● Directions for this task: Retype, without any change, the line that contains "self.num_references += o.num_references;" and every line that follows it to the end of the entries, and nothing else.

+-------+

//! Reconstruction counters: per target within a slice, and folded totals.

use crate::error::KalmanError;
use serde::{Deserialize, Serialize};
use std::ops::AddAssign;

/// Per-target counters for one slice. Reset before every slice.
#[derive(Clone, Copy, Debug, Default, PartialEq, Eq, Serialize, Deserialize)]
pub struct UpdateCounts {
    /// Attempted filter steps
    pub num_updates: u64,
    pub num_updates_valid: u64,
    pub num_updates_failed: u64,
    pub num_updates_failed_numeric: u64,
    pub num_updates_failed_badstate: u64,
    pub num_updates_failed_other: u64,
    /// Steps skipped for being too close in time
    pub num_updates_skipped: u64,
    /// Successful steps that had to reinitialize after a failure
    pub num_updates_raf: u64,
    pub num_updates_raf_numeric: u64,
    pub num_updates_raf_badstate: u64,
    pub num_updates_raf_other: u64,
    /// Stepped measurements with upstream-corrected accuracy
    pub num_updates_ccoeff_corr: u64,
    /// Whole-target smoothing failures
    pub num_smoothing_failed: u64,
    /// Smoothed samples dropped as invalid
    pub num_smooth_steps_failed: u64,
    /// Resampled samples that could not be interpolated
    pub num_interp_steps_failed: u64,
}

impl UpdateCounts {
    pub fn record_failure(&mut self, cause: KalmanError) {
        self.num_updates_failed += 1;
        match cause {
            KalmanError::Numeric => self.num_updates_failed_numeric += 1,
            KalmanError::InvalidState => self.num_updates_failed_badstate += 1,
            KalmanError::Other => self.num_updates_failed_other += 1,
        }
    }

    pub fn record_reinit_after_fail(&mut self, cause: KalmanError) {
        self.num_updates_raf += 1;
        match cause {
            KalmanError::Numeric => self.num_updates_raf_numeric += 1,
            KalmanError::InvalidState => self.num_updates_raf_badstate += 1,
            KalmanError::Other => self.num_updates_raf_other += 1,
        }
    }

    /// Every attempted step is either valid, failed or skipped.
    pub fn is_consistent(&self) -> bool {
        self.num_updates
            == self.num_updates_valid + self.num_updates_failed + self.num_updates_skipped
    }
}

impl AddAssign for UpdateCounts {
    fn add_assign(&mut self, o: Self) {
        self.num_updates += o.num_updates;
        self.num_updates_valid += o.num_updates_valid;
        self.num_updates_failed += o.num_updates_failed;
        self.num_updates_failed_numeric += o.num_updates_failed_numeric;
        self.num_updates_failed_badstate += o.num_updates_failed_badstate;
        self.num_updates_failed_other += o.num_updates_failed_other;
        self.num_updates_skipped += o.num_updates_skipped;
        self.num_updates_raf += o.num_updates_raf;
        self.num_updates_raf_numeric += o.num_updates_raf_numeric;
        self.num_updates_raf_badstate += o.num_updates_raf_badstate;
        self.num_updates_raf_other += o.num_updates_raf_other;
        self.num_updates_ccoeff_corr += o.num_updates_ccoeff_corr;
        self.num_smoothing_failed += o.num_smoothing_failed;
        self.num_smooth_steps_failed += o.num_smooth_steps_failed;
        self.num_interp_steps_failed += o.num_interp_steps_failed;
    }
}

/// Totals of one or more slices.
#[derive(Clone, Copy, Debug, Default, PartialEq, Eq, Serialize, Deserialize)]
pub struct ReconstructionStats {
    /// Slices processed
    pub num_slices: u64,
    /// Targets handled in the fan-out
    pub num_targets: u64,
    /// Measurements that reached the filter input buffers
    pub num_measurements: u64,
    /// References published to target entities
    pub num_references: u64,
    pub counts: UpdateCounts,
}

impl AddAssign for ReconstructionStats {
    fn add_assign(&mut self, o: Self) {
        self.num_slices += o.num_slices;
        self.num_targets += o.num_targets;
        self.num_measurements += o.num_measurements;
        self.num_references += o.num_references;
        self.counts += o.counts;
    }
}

+-------+

● Answer for this exercise:
        self.num_references += o.num_references;
        self.counts += o.counts;
    }
}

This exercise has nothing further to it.